*** Opening of Data shown ***

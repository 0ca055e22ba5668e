//! Ordered, fail-fast convergence steps
//!
//! A chain runs its steps strictly in order against one object. The first
//! failure stops the chain and is returned wrapped with the step's name. Each
//! step re-reads the remote state it needs; nothing carries over from a
//! previous pass except what the stored status holds.

use async_trait::async_trait;
use tracing::debug;

use sonar_common::crd::ResourceStatus;
use sonar_common::{Error, Result};

/// Status fields derived by steps during a pass
#[derive(Clone, Debug, Default, PartialEq, Eq)]
pub struct Observed {
    /// Identifier assigned by SonarQube
    pub remote_id: Option<String>,
    /// Fingerprint over the processed desired keys
    pub processed_keys_hash: Option<String>,
}

impl Observed {
    /// Start from the values of the stored status
    pub fn from_status(status: Option<&ResourceStatus>) -> Self {
        status
            .map(|s| Self {
                remote_id: s.remote_id.clone(),
                processed_keys_hash: s.processed_keys_hash.clone(),
            })
            .unwrap_or_default()
    }
}

/// One idempotent unit of convergence work
#[async_trait]
pub trait Step<K, C>: Send + Sync
where
    K: Sync,
    C: Sync,
{
    /// Name used in error context and logs
    fn name(&self) -> &'static str;

    /// Drive one aspect of `object` toward its desired state
    async fn run(&self, client: &C, object: &K, observed: &mut Observed) -> Result<()>;
}

/// Ordered list of steps
pub struct ConvergenceChain<K, C> {
    steps: Vec<Box<dyn Step<K, C>>>,
}

impl<K: Sync, C: Sync> Default for ConvergenceChain<K, C> {
    fn default() -> Self {
        Self::new()
    }
}

impl<K: Sync, C: Sync> ConvergenceChain<K, C> {
    /// Empty chain
    pub fn new() -> Self {
        Self { steps: Vec::new() }
    }

    /// Append a step
    pub fn then(mut self, step: impl Step<K, C> + 'static) -> Self {
        self.steps.push(Box::new(step));
        self
    }

    /// Names of the steps in execution order
    pub fn step_names(&self) -> Vec<&'static str> {
        self.steps.iter().map(|s| s.name()).collect()
    }

    /// Number of steps
    pub fn len(&self) -> usize {
        self.steps.len()
    }

    /// Whether the chain has no steps
    pub fn is_empty(&self) -> bool {
        self.steps.is_empty()
    }

    /// Run every step in order, stopping at the first error
    pub async fn run(&self, client: &C, object: &K, observed: &mut Observed) -> Result<()> {
        for step in &self.steps {
            debug!(step = step.name(), "Running step");
            step.run(client, object, observed)
                .await
                .map_err(|e| Error::step(step.name(), e))?;
        }
        Ok(())
    }
}

/// Treat the not-found sentinel as success
///
/// Used by delete steps: an entity that is already gone needs no cleanup.
pub fn tolerate_not_found(result: Result<()>) -> Result<()> {
    match result {
        Err(e) if e.is_not_found() => {
            debug!(error = %e, "Entity already absent");
            Ok(())
        }
        other => other,
    }
}

#[cfg(test)]
mod tests {
    use std::sync::atomic::{AtomicUsize, Ordering};
    use std::sync::Arc;

    use super::*;

    struct CountingStep {
        name: &'static str,
        runs: Arc<AtomicUsize>,
        fail: bool,
    }

    #[async_trait]
    impl Step<(), ()> for CountingStep {
        fn name(&self) -> &'static str {
            self.name
        }

        async fn run(&self, _client: &(), _object: &(), observed: &mut Observed) -> Result<()> {
            self.runs.fetch_add(1, Ordering::SeqCst);
            if self.fail {
                return Err(Error::remote("api/test", "boom"));
            }
            observed.remote_id = Some(self.name.to_string());
            Ok(())
        }
    }

    fn step(name: &'static str, fail: bool) -> (CountingStep, Arc<AtomicUsize>) {
        let runs = Arc::new(AtomicUsize::new(0));
        (
            CountingStep {
                name,
                runs: runs.clone(),
                fail,
            },
            runs,
        )
    }

    #[tokio::test]
    async fn runs_steps_in_order() {
        let (a, a_runs) = step("ensure", false);
        let (b, b_runs) = step("sync", false);
        let chain = ConvergenceChain::new().then(a).then(b);
        assert_eq!(chain.step_names(), vec!["ensure", "sync"]);

        let mut observed = Observed::default();
        chain.run(&(), &(), &mut observed).await.unwrap();

        assert_eq!(a_runs.load(Ordering::SeqCst), 1);
        assert_eq!(b_runs.load(Ordering::SeqCst), 1);
        // Last writer wins
        assert_eq!(observed.remote_id.as_deref(), Some("sync"));
    }

    #[tokio::test]
    async fn stops_at_first_failure_with_step_context() {
        let (a, _) = step("ensure", true);
        let (b, b_runs) = step("sync", false);
        let chain = ConvergenceChain::new().then(a).then(b);

        let err = chain
            .run(&(), &(), &mut Observed::default())
            .await
            .unwrap_err();

        assert_eq!(b_runs.load(Ordering::SeqCst), 0);
        match err {
            Error::Step { step, .. } => assert_eq!(step, "ensure"),
            other => panic!("unexpected error: {other:?}"),
        }
    }

    #[tokio::test]
    async fn empty_chain_succeeds() {
        let chain: ConvergenceChain<(), ()> = ConvergenceChain::default();
        assert!(chain.is_empty());
        chain.run(&(), &(), &mut Observed::default()).await.unwrap();
    }

    #[test]
    fn not_found_is_tolerated_other_errors_are_not() {
        assert!(tolerate_not_found(Err(Error::not_found("group", "devs"))).is_ok());
        assert!(tolerate_not_found(Ok(())).is_ok());
        assert!(tolerate_not_found(Err(Error::remote("api/x", "boom"))).is_err());
    }

    #[test]
    fn observed_starts_from_stored_status() {
        let status = ResourceStatus {
            remote_id: Some("AX1".to_string()),
            processed_keys_hash: Some("abcd".to_string()),
            ..Default::default()
        };
        let observed = Observed::from_status(Some(&status));
        assert_eq!(observed.remote_id.as_deref(), Some("AX1"));
        assert_eq!(observed.processed_keys_hash.as_deref(), Some("abcd"));
        assert_eq!(Observed::from_status(None), Observed::default());
    }
}
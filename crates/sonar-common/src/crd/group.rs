//! SonarGroup Custom Resource Definition

use kube::{CustomResource, ResourceExt};
use schemars::JsonSchema;
use serde::{Deserialize, Serialize};

use super::types::ResourceStatus;
use super::ManagedResource;

/// Specification for a SonarQube user group
#[derive(CustomResource, Clone, Debug, Deserialize, Serialize, JsonSchema, PartialEq)]
#[kube(
    group = "sonar.dev",
    version = "v1alpha1",
    kind = "SonarGroup",
    plural = "sonargroups",
    shortname = "sgrp",
    namespaced,
    status = "ResourceStatus",
    printcolumn = r#"{"name":"Group","type":"string","jsonPath":".spec.name"}"#,
    printcolumn = r#"{"name":"Phase","type":"string","jsonPath":".status.phase"}"#,
    printcolumn = r#"{"name":"Age","type":"date","jsonPath":".metadata.creationTimestamp"}"#
)]
#[serde(rename_all = "camelCase")]
pub struct SonarGroupSpec {
    /// SonarQube connection in the same namespace
    pub sonar_ref: String,

    /// Group name in SonarQube
    pub name: String,

    /// Group description
    #[serde(default, skip_serializing_if = "Option::is_none")]
    pub description: Option<String>,

    /// Global permissions granted to the group (admin, gateadmin, scan, ...)
    #[serde(default, skip_serializing_if = "Vec::is_empty")]
    pub permissions: Vec<String>,
}

impl ManagedResource for SonarGroup {
    const KIND_LABEL: &'static str = "group";

    fn sonar_ref(&self) -> &str {
        &self.spec.sonar_ref
    }

    fn resource_status(&self) -> Option<&ResourceStatus> {
        self.status.as_ref()
    }

    fn validate(&self) -> crate::Result<()> {
        let resource = self.name_any();
        super::require_non_empty(&resource, "spec.sonarRef", &self.spec.sonar_ref)?;
        super::require_non_empty(&resource, "spec.name", &self.spec.name)?;
        super::require_non_empty_entries(&resource, "spec.permissions", &self.spec.permissions)
    }
}
//! Shared types used across operator CRDs

use std::collections::BTreeSet;

use schemars::JsonSchema;
use serde::{Deserialize, Serialize};

/// Reference to a key inside a Kubernetes Secret in the same namespace
#[derive(Clone, Debug, Deserialize, Serialize, JsonSchema, PartialEq, Eq)]
#[serde(rename_all = "camelCase")]
pub struct SecretKeyRef {
    /// Name of the Secret
    pub name: String,

    /// Key within the Secret data
    #[serde(default = "default_token_key")]
    pub key: String,
}

fn default_token_key() -> String {
    "token".to_string()
}

/// Phase of a managed SonarQube entity
#[derive(Clone, Copy, Debug, Default, Deserialize, Serialize, JsonSchema, PartialEq, Eq)]
pub enum ResourcePhase {
    /// Not yet reconciled
    #[default]
    Pending,
    /// Remote entity matches the desired spec
    Created,
    /// Last pass failed; see `message`
    Error,
}

impl std::fmt::Display for ResourcePhase {
    fn fmt(&self, f: &mut std::fmt::Formatter<'_>) -> std::fmt::Result {
        match self {
            Self::Pending => write!(f, "Pending"),
            Self::Created => write!(f, "Created"),
            Self::Error => write!(f, "Error"),
        }
    }
}

/// Observed status shared by every managed kind
///
/// Written at most once per pass, and only when it differs from the stored
/// value. Holds no timestamps so that an unchanged outcome compares equal.
#[derive(Clone, Debug, Default, Deserialize, Serialize, JsonSchema, PartialEq, Eq)]
#[serde(rename_all = "camelCase")]
pub struct ResourceStatus {
    /// Outcome of the last pass
    #[serde(default)]
    pub phase: ResourcePhase,

    /// Human-readable error from the last failed pass
    #[serde(default, skip_serializing_if = "Option::is_none")]
    pub message: Option<String>,

    /// Consecutive failed passes (exponential backoff only)
    #[serde(default)]
    pub failure_count: u32,

    /// Identifier assigned by SonarQube (template id, profile key, gate id)
    #[serde(default, skip_serializing_if = "Option::is_none")]
    pub remote_id: Option<String>,

    /// Fingerprint over the desired keys processed by the last successful pass
    #[serde(default, skip_serializing_if = "Option::is_none")]
    pub processed_keys_hash: Option<String>,

    /// Generation of the spec the last successful pass converged
    #[serde(default, skip_serializing_if = "Option::is_none")]
    pub observed_generation: Option<i64>,
}

impl ResourceStatus {
    /// Whether the last pass converged
    pub fn is_created(&self) -> bool {
        self.phase == ResourcePhase::Created
    }
}

/// Collect a list of strings into an ordered, de-duplicated set
pub fn to_set(items: &[String]) -> BTreeSet<String> {
    items.iter().cloned().collect()
}
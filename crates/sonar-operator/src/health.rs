//! Liveness and readiness endpoints

use std::net::SocketAddr;
use std::sync::atomic::{AtomicBool, Ordering};
use std::sync::Arc;

use axum::extract::State;
use axum::http::StatusCode;
use axum::routing::get;
use axum::Router;
use tracing::info;

/// Readiness flag flipped once controllers are running
#[derive(Clone, Default)]
pub struct HealthState {
    ready: Arc<AtomicBool>,
}

impl HealthState {
    /// Mark the operator ready to serve
    pub fn set_ready(&self) {
        self.ready.store(true, Ordering::SeqCst);
    }

    /// Whether [`set_ready`](Self::set_ready) has been called
    pub fn is_ready(&self) -> bool {
        self.ready.load(Ordering::SeqCst)
    }
}

/// Routes for `/healthz` and `/readyz`
pub fn router(state: HealthState) -> Router {
    Router::new()
        .route("/healthz", get(healthz))
        .route("/readyz", get(readyz))
        .with_state(state)
}

/// Serve the health routes until the process exits
pub async fn serve(addr: SocketAddr, state: HealthState) -> std::io::Result<()> {
    let listener = tokio::net::TcpListener::bind(addr).await?;
    info!(%addr, "Starting health server");
    axum::serve(listener, router(state)).await
}

async fn healthz() -> &'static str {
    "ok"
}

async fn readyz(State(state): State<HealthState>) -> (StatusCode, &'static str) {
    if state.is_ready() {
        (StatusCode::OK, "ok")
    } else {
        (StatusCode::SERVICE_UNAVAILABLE, "starting")
    }
}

*** Close of Data shown ***

**What you have to do:**
Your task is to copy every line of the entries that contains the string "jsonPath".

**Exercise answer:**
    printcolumn = r#"{"name":"Group","type":"string","jsonPath":".spec.name"}"#,
    printcolumn = r#"{"name":"Phase","type":"string","jsonPath":".status.phase"}"#,
    printcolumn = r#"{"name":"Age","type":"date","jsonPath":".metadata.creationTimestamp"}"#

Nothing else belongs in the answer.